Letter to the Past, October 2009

 

Dear Janci Patterson of  August 2007,

I regret to inform you that in two years, you, hater of all things mathematical, will have the unfortunate experience of becoming, among other things, a business accountant. 

It is tempting to believe that the decisions that lead you to this predicament are those you’ve just made–becoming engaged and deciding to start a business.  But that isn’t true.  You put yourself on this path many years ago.  Let’s review.

In your first year of college you decided to become a writer.  (This is not the decision that causes you to become an accountant.  Hang with me.)  For many years, people responded to this news by asking you what you were *really* going to do with your life.  This lasted until right about the time you finished your third novel.  And it was good.  You were a senior at BYU.  You’d been doing this writing thing for four years, and you weren’t quitting.  Good for you.

It was during these years at BYU that you discovered that some of the reason people stopped asking you what you were really going to do with your life had nothing to do with the quality or quantity of your writing.  It had to do with your gender.  Roommates, teachers and church leaders all spouted the general counsel that it was a man’s job to provide for his family.  It was also good for women to educate themselves, but it was a woman’s responsibility not to prepare to make money, but to find a man to marry who was prepared to support her and her children.

Here it is, Janci.  Your first step onto this path.  Do you remember what you said?

You told them all that you couldn’t bring yourself to hold some guy to a standard you didn’t adopt for yourself.  You knew being a writer meant you’d probably never make much money.  But you loved it.  And if whoever you were going to marry loved something that didn’t make much money, then so be it.  It wasn’t fair to ask more of him than you asked of yourself.  You’d figure out how to make it work together.

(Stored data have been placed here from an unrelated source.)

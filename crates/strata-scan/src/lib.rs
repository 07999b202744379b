//! Scanners for strata: the compiled-unit walker and the UI-document
//! scanner, plus input collection for the CLI.
//!
//! - [`unit`] — the `.scu` compiled-unit format (model, reader, writer) and
//!   the reference scanner with debug-line resolution
//! - [`ui`] — UI-description document scanning (tag presence only)
//! - [`walker`] — project input collection

pub mod ui;
pub mod unit;
pub mod walker;

pub use unit::UnitError;
use crate::fixtures;
use strata_check::{check, UnitInput};
use strata_core::types::Suppression;
use strata_scan::unit::{MemberBuilder, Op, UnitBuilder};

fn get_action_bar() -> Op {
    Op::Invoke {
        owner: "android/app/Activity".to_string(),
        name: "getActionBar".to_string(),
        descriptor: "()Landroid/app/ActionBar;".to_string(),
    }
}

fn grid_layout() -> Op {
    Op::New {
        class: "android/widget/GridLayout".to_string(),
    }
}

fn input(data: Vec<u8>) -> UnitInput {
    UnitInput {
        data,
        artifact_path: "bin/foo/bar/SuppressTest.scu".to_string(),
        source_path: Some("SuppressTest.java".to_string()),
    }
}

#[test]
fn test_annotated_method_suppresses_everything_inside_it() {
    let data = UnitBuilder::new("foo/bar/SuppressTest")
        .source_file("SuppressTest.java")
        .member(
            MemberBuilder::method("method1", "()V", 10)
                .suppress(Suppression::All)
                .op(12, get_action_bar())
                .op(14, grid_layout()),
        )
        .member(MemberBuilder::method("method2", "()V", 20).op(22, get_action_bar()))
        .encode();

    let report = check(&[input(data)], &[], 1, &fixtures::catalog());
    // method1 is silent; method2 still reports.
    assert_eq!(report.violations.len(), 1);
    assert_eq!(report.violations[0].reference.line, 22);
}

#[test]
fn test_named_check_id_suppresses_only_matches() {
    let data = UnitBuilder::new("foo/bar/SuppressTest")
        .source_file("SuppressTest.java")
        .member(
            MemberBuilder::method("method3", "()V", 74)
                .suppress(Suppression::Checks(vec!["unrelated".to_string()]))
                .op(76, get_action_bar()),
        )
        .encode();

    // An annotation naming only an unrelated issue id does not suppress.
    let report = check(&[input(data)], &[], 1, &fixtures::catalog());
    assert_eq!(report.violations.len(), 1);
    assert_eq!(report.violations[0].reference.line, 76);
}

#[test]
fn test_member_annotation_unions_with_class_annotation() {
    // A method annotation naming an unrelated id narrows nothing: the
    // class-level suppress-all still covers the call inside it.
    let data = UnitBuilder::new("foo/bar/SuppressTest")
        .source_file("SuppressTest.java")
        .suppress(Suppression::All)
        .member(
            MemberBuilder::method("method4", "()V", 30)
                .suppress(Suppression::Checks(vec!["unrelated".to_string()]))
                .op(32, get_action_bar()),
        )
        .encode();

    let report = check(&[input(data)], &[], 1, &fixtures::catalog());
    assert!(report.is_clean());
}

#[test]
fn test_class_annotation_covers_declaration_references() {
    let data = UnitBuilder::new("foo/bar/SuppressTest")
        .source_file("SuppressTest.java")
        .decl_line(5)
        .extends("android/widget/GridLayout")
        .suppress(Suppression::Checks(vec!["min-api".to_string()]))
        .encode();

    let report = check(&[input(data)], &[], 1, &fixtures::catalog());
    assert!(report.is_clean());
}

#[test]
fn test_field_annotation_scopes_to_that_field_only() {
    // Initializer references carry the field as their enclosing member, so
    // an annotation on the field silences them and nothing else.
    let data = UnitBuilder::new("foo/bar/SuppressTest")
        .source_file("SuppressTest.java")
        .member(
            MemberBuilder::field("report", "Landroid/app/ApplicationErrorReport;", 16)
                .suppress(Suppression::All)
                .op(
                    16,
                    Op::New {
                        class: "android/app/ApplicationErrorReport".to_string(),
                    },
                ),
        )
        .member(MemberBuilder::method("other", "()V", 20).op(21, grid_layout()))
        .encode();

    let report = check(&[input(data)], &[], 1, &fixtures::catalog());
    assert_eq!(report.violations.len(), 1);
    assert_eq!(report.violations[0].reference.line, 21);
}

#[test]
fn test_only_persisted_scopes_exist() {
    // The unit format carries class-level and member-level suppression
    // blocks and nothing narrower: a source-level annotation inside a
    // method body has no representation here, so its references always
    // surface. This is the compiled-output granularity constraint.
    let data = UnitBuilder::new("foo/bar/SuppressTest4")
        .source_file("SuppressTest4.java")
        .member(MemberBuilder::method("method", "()V", 14).op(16, grid_layout()))
        .encode();

    let report = check(&[input(data)], &[], 1, &fixtures::catalog());
    assert_eq!(report.violations.len(), 1);
}

#[test]
fn test_suppression_does_not_leak_across_units() {
    let suppressed = UnitBuilder::new("foo/bar/A")
        .source_file("A.java")
        .suppress(Suppression::All)
        .member(MemberBuilder::method("m", "()V", 5).op(6, grid_layout()))
        .encode();
    let plain = UnitBuilder::new("foo/bar/B")
        .source_file("B.java")
        .member(MemberBuilder::method("m", "()V", 5).op(6, grid_layout()))
        .encode();

    let report = check(
        &[
            input(suppressed),
            UnitInput {
                data: plain,
                artifact_path: "bin/foo/bar/B.scu".to_string(),
                source_path: Some("B.java".to_string()),
            },
        ],
        &[],
        1,
        &fixtures::catalog(),
    );
    assert_eq!(report.violations.len(), 1);
    assert_eq!(report.violations[0].reference.file, "B.java");
}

And there it is.  Your choice for your life, made years before you even met Drew.  (And yes, you’re really going to marry him.)

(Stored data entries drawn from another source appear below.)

use strata_core::types::ApiKind;
use strata_scan::ui::scan_document;
use strata_scan::UnitError;

const LAYOUT: &str = r##"<?xml version="1.0" encoding="utf-8"?>
<LinearLayout xmlns:android="http://schemas.android.com/apk/res/android"
    android:orientation="vertical">

    <Button
        android:text="Button" />

    <View
        android:background="#ff0000" />

    <GridLayout>
        <Space />
    </GridLayout>
</LinearLayout>
"##;

#[test]
fn test_tags_reported_at_their_lines() {
    let refs = scan_document(LAYOUT, "res/layout/main.xml").unwrap();
    let tags: Vec<(&str, u32)> = refs.iter().map(|r| (r.owner.as_str(), r.line)).collect();
    assert_eq!(
        tags,
        [
            ("LinearLayout", 2),
            ("Button", 5),
            ("GridLayout", 11),
            ("Space", 12),
        ]
    );
    for r in &refs {
        assert_eq!(r.kind, ApiKind::UiTag);
        assert_eq!(r.file, "res/layout/main.xml");
        assert!(r.member.is_none());
        assert!(r.enclosing.is_none());
    }
}

#[test]
fn test_universal_tags_never_surface() {
    let content = "<merge>\n  <View />\n  <ViewStub />\n  <SurfaceView />\n  \
                   <TextureView />\n  <include layout=\"@layout/other\" />\n  \
                   <requestFocus />\n</merge>\n";
    let refs = scan_document(content, "res/layout/x.xml").unwrap();
    assert!(refs.is_empty());
}

#[test]
fn test_unclosed_tag_is_malformed() {
    let err = scan_document("<LinearLayout><Button></LinearLayout>", "x.xml").unwrap_err();
    assert!(matches!(err, UnitError::MalformedDocument(_)));
}

#[test]
fn test_empty_document_yields_nothing() {
    let refs = scan_document("", "x.xml").unwrap();
    assert!(refs.is_empty());
}
//! Encoder and builders for `.scu` compiled units.
//!
//! The builders exist for fixture tooling and tests: production units come
//! from the build pipeline, but the scanner's own test suite needs a way to
//! assemble units without one.

use strata_core::types::Suppression;

use super::{
    CatchEntry, CompiledUnit, Instruction, LineTable, Member, MemberKind, Op, FORMAT_VERSION,
    MAGIC, NO_SUPER,
};

/// Serialize a unit to its binary form.
pub fn encode_unit(unit: &CompiledUnit) -> Vec<u8> {
    let mut pool = PoolWriter::default();

    // Intern every string first so the pool serializes ahead of the body.
    pool.intern(&unit.class_name);
    pool.intern(&unit.source_file);
    if let Some(s) = &unit.super_class {
        pool.intern(s);
    }
    for i in &unit.interfaces {
        pool.intern(i);
    }
    intern_suppression(&mut pool, &unit.suppression);
    for m in &unit.members {
        pool.intern(&m.name);
        pool.intern(&m.descriptor);
        intern_suppression(&mut pool, &m.suppression);
        for insn in &m.code {
            match &insn.op {
                Op::Invoke {
                    owner,
                    name,
                    descriptor,
                } => {
                    pool.intern(owner);
                    pool.intern(name);
                    pool.intern(descriptor);
                }
                Op::GetField { owner, name }
                | Op::PutField { owner, name }
                | Op::GetStatic { owner, name }
                | Op::PutStatic { owner, name } => {
                    pool.intern(owner);
                    pool.intern(name);
                }
                Op::New { class } | Op::TypeRef { class } => {
                    pool.intern(class);
                }
            }
        }
        for c in &m.catches {
            pool.intern(&c.class);
        }
    }

    let mut out = Vec::new();
    out.extend_from_slice(&MAGIC);
    out.extend_from_slice(&FORMAT_VERSION.to_le_bytes());
    pool.write(&mut out);

    write_u16(&mut out, pool.index(&unit.class_name));
    write_u16(&mut out, pool.index(&unit.source_file));
    out.extend_from_slice(&unit.decl_line.to_le_bytes());
    match &unit.super_class {
        Some(s) => write_u16(&mut out, pool.index(s)),
        None => write_u16(&mut out, NO_SUPER),
    }
    out.push(unit.interfaces.len() as u8);
    for i in &unit.interfaces {
        write_u16(&mut out, pool.index(i));
    }
    write_suppression(&mut out, &pool, &unit.suppression);

    write_u16(&mut out, unit.members.len() as u16);
    for m in &unit.members {
        let mut flags = 0u8;
        if m.kind == MemberKind::Method {
            flags |= 0x01;
        }
        if m.synthetic {
            flags |= 0x02;
        }
        out.push(flags);
        write_u16(&mut out, pool.index(&m.name));
        write_u16(&mut out, pool.index(&m.descriptor));
        out.extend_from_slice(&m.decl_line.to_le_bytes());
        write_suppression(&mut out, &pool, &m.suppression);

        write_u16(&mut out, m.code.len() as u16);
        for insn in &m.code {
            out.extend_from_slice(&insn.offset.to_le_bytes());
            match &insn.op {
                Op::Invoke {
                    owner,
                    name,
                    descriptor,
                } => {
                    out.push(0x01);
                    write_u16(&mut out, pool.index(owner));
                    write_u16(&mut out, pool.index(name));
                    write_u16(&mut out, pool.index(descriptor));
                }
                Op::GetField { owner, name } => {
                    out.push(0x02);
                    write_u16(&mut out, pool.index(owner));
                    write_u16(&mut out, pool.index(name));
                }
                Op::PutField { owner, name } => {
                    out.push(0x03);
                    write_u16(&mut out, pool.index(owner));
                    write_u16(&mut out, pool.index(name));
                }
                Op::GetStatic { owner, name } => {
                    out.push(0x04);
                    write_u16(&mut out, pool.index(owner));
                    write_u16(&mut out, pool.index(name));
                }
                Op::PutStatic { owner, name } => {
                    out.push(0x05);
                    write_u16(&mut out, pool.index(owner));
                    write_u16(&mut out, pool.index(name));
                }
                Op::New { class } => {
                    out.push(0x06);
                    write_u16(&mut out, pool.index(class));
                }
                Op::TypeRef { class } => {
                    out.push(0x07);
                    write_u16(&mut out, pool.index(class));
                }
            }
        }
        out.push(m.catches.len() as u8);
        for c in &m.catches {
            write_u16(&mut out, pool.index(&c.class));
            out.extend_from_slice(&c.offset.to_le_bytes());
        }
        write_u16(&mut out, m.lines.entries().len() as u16);
        for &(offset, line) in m.lines.entries() {
            out.extend_from_slice(&offset.to_le_bytes());
            out.extend_from_slice(&line.to_le_bytes());
        }
    }

    out
}

fn intern_suppression(pool: &mut PoolWriter, s: &Suppression) {
    if let Suppression::Checks(ids) = s {
        for id in ids {
            pool.intern(id);
        }
    }
}

fn write_suppression(out: &mut Vec<u8>, pool: &PoolWriter, s: &Suppression) {
    match s {
        Suppression::None => out.push(0),
        Suppression::All => out.push(1),
        Suppression::Checks(ids) => {
            out.push(2);
            out.push(ids.len() as u8);
            for id in ids {
                write_u16(out, pool.index(id));
            }
        }
    }
}

fn write_u16(out: &mut Vec<u8>, v: u16) {
    out.extend_from_slice(&v.to_le_bytes());
}

#[derive(Default)]
struct PoolWriter {
    strings: Vec<String>,
    indices: std::collections::HashMap<String, u16>,
}

impl PoolWriter {
    fn intern(&mut self, s: &str) {
        if !self.indices.contains_key(s) {
            let idx = self.strings.len() as u16;
            self.strings.push(s.to_string());
            self.indices.insert(s.to_string(), idx);
        }
    }

    fn index(&self, s: &str) -> u16 {
        self.indices[s]
    }

    fn write(&self, out: &mut Vec<u8>) {
        write_u16(out, self.strings.len() as u16);
        for s in &self.strings {
            write_u16(out, s.len() as u16);
            out.extend_from_slice(s.as_bytes());
        }
    }
}

/// Assembles a [`CompiledUnit`] for encoding.
#[derive(Debug)]
pub struct UnitBuilder {
    unit: CompiledUnit,
}

impl UnitBuilder {
    pub fn new(class_name: &str) -> Self {
        Self {
            unit: CompiledUnit {
                class_name: class_name.to_string(),
                source_file: String::new(),
                decl_line: 1,
                super_class: None,
                interfaces: Vec::new(),
                suppression: Suppression::None,
                members: Vec::new(),
            },
        }
    }

    pub fn source_file(mut self, name: &str) -> Self {
        self.unit.source_file = name.to_string();
        self
    }

    pub fn decl_line(mut self, line: u32) -> Self {
        self.unit.decl_line = line;
        self
    }

    pub fn extends(mut self, super_class: &str) -> Self {
        self.unit.super_class = Some(super_class.to_string());
        self
    }

    pub fn implements(mut self, interface: &str) -> Self {
        self.unit.interfaces.push(interface.to_string());
        self
    }

    pub fn suppress(mut self, suppression: Suppression) -> Self {
        self.unit.suppression = suppression;
        self
    }

    /// Shorthand for a field with no initializer code.
    pub fn field(self, name: &str, descriptor: &str, decl_line: u32) -> Self {
        self.member(MemberBuilder::field(name, descriptor, decl_line))
    }

    pub fn member(mut self, member: MemberBuilder) -> Self {
        self.unit.members.push(member.member);
        self
    }

    pub fn build(self) -> CompiledUnit {
        self.unit
    }

    /// Build and encode in one step.
    pub fn encode(self) -> Vec<u8> {
        encode_unit(&self.build())
    }
}

/// Assembles one member: instructions, catch table, line table.
///
/// Fields take the same shape as methods; their instruction stream holds
/// the initializer expression, if any.
#[derive(Debug)]
pub struct MemberBuilder {
    member: Member,
    next_offset: u32,
}

impl MemberBuilder {
    pub fn method(name: &str, descriptor: &str, decl_line: u32) -> Self {
        Self::new(MemberKind::Method, name, descriptor, decl_line)
    }

    pub fn field(name: &str, descriptor: &str, decl_line: u32) -> Self {
        Self::new(MemberKind::Field, name, descriptor, decl_line)
    }

    fn new(kind: MemberKind, name: &str, descriptor: &str, decl_line: u32) -> Self {
        Self {
            member: Member {
                kind,
                name: name.to_string(),
                descriptor: descriptor.to_string(),
                decl_line,
                synthetic: false,
                suppression: Suppression::None,
                code: Vec::new(),
                catches: Vec::new(),
                lines: LineTable::default(),
            },
            next_offset: 0,
        }
    }

    pub fn synthetic(mut self) -> Self {
        self.member.synthetic = true;
        self
    }

    pub fn suppress(mut self, suppression: Suppression) -> Self {
        self.member.suppression = suppression;
        self
    }

    /// Append an instruction at the next sequential offset, recording the
    /// source line in the debug table.
    pub fn op(mut self, line: u32, op: Op) -> Self {
        let offset = self.record_line(line);
        self.member.code.push(Instruction { offset, op });
        self
    }

    /// Handler offsets share the instruction offset space; record the
    /// line at the current offset.
    pub fn catch(mut self, class: &str, line: u32) -> Self {
        let offset = self.record_line(line);
        self.member.catches.push(CatchEntry {
            class: class.to_string(),
            offset,
        });
        self
    }

    fn record_line(&mut self, line: u32) -> u32 {
        let offset = self.next_offset;
        let mut entries = self.member.lines.entries().to_vec();
        match entries.last() {
            Some(&(_, last_line)) if last_line == line => {}
            _ => entries.push((offset, line)),
        }
        self.member.lines = LineTable::new(entries);
        self.next_offset += 1;
        offset
    }
}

The decision you’ve just made to support him in his goals to paint minis for a living was just a follow-up to the decisions you’ve already made.  And so you’re going to figure out how to register a business, how to bring in revenue, how to juggle the myriad tasks of business ownership, and *gasp* how to be your own business accountant.

You’re not scared yet, but you will be.  Once you get past the stress and business of being engaged, once you open up that business account, once you graduate and lose the safety of the teaching job, you’re going to feel the fear.  You’ll be scared that this task is bigger than you.  That it requires skills you don’t have.  That you’ll fail. 

Business ownership is a big elephant, but you’re going to eat it one spoonful at a time.  Every month there will be a new task to learn.  You’ll make mistakes.  Then you’ll fix them.  You’ll pick up one piece at a time until the whole thing is running like a well oiled machine.  And money will come in.  And you who hate math, who majored in English, who can’t imagine why people go into Finance–you’ll do the accounting.

And it won’t be that bad.  Because the business is something you and Drew own, you’ll love every piece of it.  Even the accounting.  It’ll be all yours, and you’ll be responsible for it, and you’ll love to watch it grow.

I’d love to tell you it all turns out okay.  That the business continues to grow.  That you’re able to actually meet all your goals.  That you won’t fail.   But I’m not far enough ahead of you to be able to see it yet.

When I get there, I’ll let you know.